Your blood can reveal your risk for heart disease
When you visit your general practitioner you can get your blood analyzed for cholesterol and triglycerides, to get an idea of your risk for cardiovascular disease. With additional information about BMI, smoking habits and blood pressure, this can be used to calculate your 10-year risk for cardiovascular disease. There are several risk prediction calculators available today.
However, the use of risk prediction calculators has declined in the primary care setting because the currently available calculators only explain a modest proportion of the incidence. For myocardial infarction, it is estimated that 15-20% of the patients had none of the traditional risk factors and would be classified as "low risk".

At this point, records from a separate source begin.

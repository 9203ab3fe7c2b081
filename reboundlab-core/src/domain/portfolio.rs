//! PortfolioState: cash plus a single whole-share position.

use serde::{Deserialize, Serialize};

/// Cash and shares for one instrument's simulation.
///
/// Owned exclusively by one simulation; never shared across instruments.
#[derive(Debug, Clone, Copy, PartialEq, Serialize, Deserialize)]
pub struct PortfolioState {
    pub cash: f64,
    pub shares_held: u64,
}

impl PortfolioState {
    pub fn new(cash: f64) -> Self {
        Self {
            cash,
            shares_held: 0,
        }
    }

    /// Convert all available cash into whole shares at `price` (floor division).
    ///
    /// Returns the number of shares bought. Nothing is bought when cash is not
    /// positive or the price is unusable.
    pub fn buy_all(&mut self, price: f64) -> u64 {
        if self.cash <= 0.0 || !(price.is_finite() && price > 0.0) {
            return 0;
        }
        let shares = (self.cash / price).floor() as u64;
        self.cash -= shares as f64 * price;
        self.shares_held += shares;
        shares
    }

    /// Sell the entire position at `price`. Returns the shares sold.
    pub fn liquidate(&mut self, price: f64) -> u64 {
        let shares = self.shares_held;
        self.cash += shares as f64 * price;
        self.shares_held = 0;
        shares
    }
}
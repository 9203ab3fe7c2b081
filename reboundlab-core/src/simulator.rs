//! Portfolio simulation: cash and whole-share bookkeeping around the resolver.
//!
//! Events are processed one at a time in chronological order against a single
//! `PortfolioState`: buy with all cash at the event low, resolve, liquidate the
//! whole position at the outcome's exit price. Positions never overlap.

use serde::{Deserialize, Serialize};

use crate::domain::{
    PortfolioState, PriceSeries, ResolvedEvent, RuleParameters, TradeAction, TradeRecord,
};
use crate::evaluate::{evaluate, EvaluationSettings};

/// Default starting cash.
pub const DEFAULT_INITIAL_CASH: f64 = 10_000.0;

/// Result of simulating one instrument.
#[derive(Debug, Clone, Serialize, Deserialize)]
pub struct Simulation {
    pub instrument: String,
    pub initial_cash: f64,
    pub final_state: PortfolioState,
    pub resolved: Vec<ResolvedEvent>,
    /// One Buy and one matching Sell per event, in processing order.
    pub trades: Vec<TradeRecord>,
}

impl Simulation {
    /// Final cash minus initial cash.
    pub fn profit_loss(&self) -> f64 {
        self.final_state.cash - self.initial_cash
    }

    pub fn return_pct(&self) -> f64 {
        if self.initial_cash == 0.0 {
            return 0.0;
        }
        self.profit_loss() / self.initial_cash
    }
}

/// Detect, resolve and trade every event in the series.
pub fn simulate(
    series: &PriceSeries,
    params: &RuleParameters,
    settings: &EvaluationSettings,
    initial_cash: f64,
) -> Simulation {
    let resolved = evaluate(series, params, settings);
    simulate_resolved(&series.instrument, resolved, initial_cash)
}

/// Trade an already-resolved event sequence.
pub fn simulate_resolved(
    instrument: &str,
    resolved: Vec<ResolvedEvent>,
    initial_cash: f64,
) -> Simulation {
    let mut state = PortfolioState::new(initial_cash);
    let mut trades = Vec::with_capacity(resolved.len() * 2);

    for r in &resolved {
        let entry_price = r.event.event_low;
        let bought = state.buy_all(entry_price);
        trades.push(TradeRecord {
            instrument: instrument.to_string(),
            action: TradeAction::Buy,
            timestamp: r.event.detected_at,
            price: entry_price,
            shares: bought,
        });

        let exit_price = r.outcome.exit_price();
        let sold = state.liquidate(exit_price);
        trades.push(TradeRecord {
            instrument: instrument.to_string(),
            action: TradeAction::sell_for(&r.outcome),
            timestamp: r.outcome.exit_time(),
            price: exit_price,
            shares: sold,
        });
    }

    Simulation {
        instrument: instrument.to_string(),
        initial_cash,
        final_state: state,
        resolved,
        trades,
    }
}
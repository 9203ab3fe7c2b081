//! CSV file provider.
//!
//! Reads `<dir>/<SYMBOL>.csv` for daily bars and `<dir>/<SYMBOL>_1m.csv` for
//! minute bars. Columns: `timestamp,open,high,low,close,volume`, where the
//! timestamp is `YYYY-MM-DD` or `YYYY-MM-DD HH:MM[:SS]`.

use std::path::{Path, PathBuf};

use chrono::{NaiveDate, NaiveDateTime, NaiveTime};
use serde::Deserialize;

use super::provider::{DataError, DataProvider, DataSource, FetchResult};
use crate::domain::{Interval, PriceBar, PriceSeries};

#[derive(Debug, Deserialize)]
struct CsvRow {
    #[serde(alias = "date", alias = "Date", alias = "Datetime", alias = "Timestamp")]
    timestamp: String,
    #[serde(alias = "Open")]
    open: f64,
    #[serde(alias = "High")]
    high: f64,
    #[serde(alias = "Low")]
    low: f64,
    #[serde(alias = "Close")]
    close: f64,
    #[serde(alias = "Volume", default)]
    volume: f64,
}

pub struct CsvProvider {
    dir: PathBuf,
}

impl CsvProvider {
    pub fn new(dir: impl Into<PathBuf>) -> Self {
        Self { dir: dir.into() }
    }

    pub fn path_for(&self, symbol: &str, interval: Interval) -> PathBuf {
        match interval {
            Interval::Day => self.dir.join(format!("{symbol}.csv")),
            Interval::Minute => self.dir.join(format!("{symbol}_1m.csv")),
        }
    }
}

pub fn parse_timestamp(raw: &str) -> Option<NaiveDateTime> {
    let raw = raw.trim();
    // Offsets such as "-04:00" are dropped; the wall-clock time is kept.
    let raw = raw.get(..19).filter(|_| raw.len() > 19).unwrap_or(raw);
    ["%Y-%m-%d %H:%M:%S", "%Y-%m-%dT%H:%M:%S", "%Y-%m-%d %H:%M"]
        .iter()
        .find_map(|fmt| NaiveDateTime::parse_from_str(raw, fmt).ok())
        .or_else(|| {
            NaiveDate::parse_from_str(raw, "%Y-%m-%d")
                .ok()
                .map(|d| d.and_time(NaiveTime::MIN))
        })
}

/// Read every bar in a CSV file.
pub fn read_bars(path: &Path) -> Result<Vec<PriceBar>, DataError> {
    let display = path.display().to_string();
    let file = std::fs::File::open(path).map_err(|source| DataError::Io {
        path: display.clone(),
        source,
    })?;
    let mut reader = csv::ReaderBuilder::new().trim(csv::Trim::All).from_reader(file);

    let mut bars = Vec::new();
    for (line, row) in reader.deserialize::<CsvRow>().enumerate() {
        let row = row.map_err(|e| DataError::Csv {
            path: display.clone(),
            reason: e.to_string(),
        })?;
        let timestamp = parse_timestamp(&row.timestamp).ok_or_else(|| DataError::Csv {
            path: display.clone(),
            reason: format!("row {}: bad timestamp '{}'", line + 1, row.timestamp),
        })?;
        bars.push(PriceBar {
            timestamp,
            open: row.open,
            high: row.high,
            low: row.low,
            close: row.close,
            volume: row.volume.max(0.0) as u64,
        });
    }
    Ok(bars)
}

impl DataProvider for CsvProvider {
    fn name(&self) -> &str {
        "csv"
    }

    fn fetch(
        &self,
        symbol: &str,
        start: NaiveDate,
        end: NaiveDate,
        interval: Interval,
    ) -> Result<FetchResult, DataError> {
        let path = self.path_for(symbol, interval);
        if !path.exists() {
            return Err(DataError::SymbolNotFound {
                symbol: symbol.to_string(),
            });
        }
        let bars = read_bars(&path)?;
        let series = PriceSeries::new(symbol, interval, bars).between(start, end);
        if series.is_empty() {
            return Err(DataError::no_data(symbol, interval, start, end));
        }
        tracing::debug!(symbol, path = %path.display(), bars = series.len(), "loaded CSV");
        Ok(FetchResult {
            series,
            source: DataSource::CsvImport,
        })
    }

    fn is_available(&self) -> bool {
        self.dir.is_dir()
    }
}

"Our study showed that by measuring a combination of five different microRNAs and adding this information to the traditional risk factors for cardiovascular disease, we could identify those that were going to experience a myocardial infarction with considerably improved precision", says Anja Bye, first author of a study recently published in Journal of Molecular and Cellular Cardiology and researcher at K. G. Jebsen – Center for Exercise in Medisine (CERG) at the Norwegian University of Science and Technology (NTNU). Colleagues at the University of Oslo and the Dept. of Public Health and General Practice (NTNU) have been important collaborators for this study.
There have been several attempts during the last years to improve the risk prediction calculators by adding new bio markers. Some calculators add information of an inflammation marker in blood called CRP (C-reactive protein) or a diabetic marker called HbA1c (glycosylated hemoglobin). This increases the accuracy of the calculators, but still there is a need for new cardiovascular bio markers that could complement the assessment of traditional risk factors, to identify the individuals at risk with greater precision than today.
It was based on this that the researchers designed this study to explore the possibility of a new type of bio marker called circulating microRNAs, to predict 10-year risk for myocardial infarction.
They included 212 healthy participants (40-70 years) from the Nord-Trøndelag Health Study 2 (HUNT2, blood collected in 1996) that either died from myocardial infarction within 10 years or remained healthy at the time of HUNT3 (2006). 179 different microRNAs were quantified in blood samples from these participants.
"For all bio marker studies, replication of the results in new studies is essential to determine the strength of the bio markers, and to evaluate the potential use in a clinical setting. This is why we have initiated a new study, in collaboration with Karolinska Institutet, to further test these microRNAs in new participants from the HUNT study", Bye says. Two medical students from CERG will work on this study during the autumn, and we expect to have the new results ready for publication in January 2017.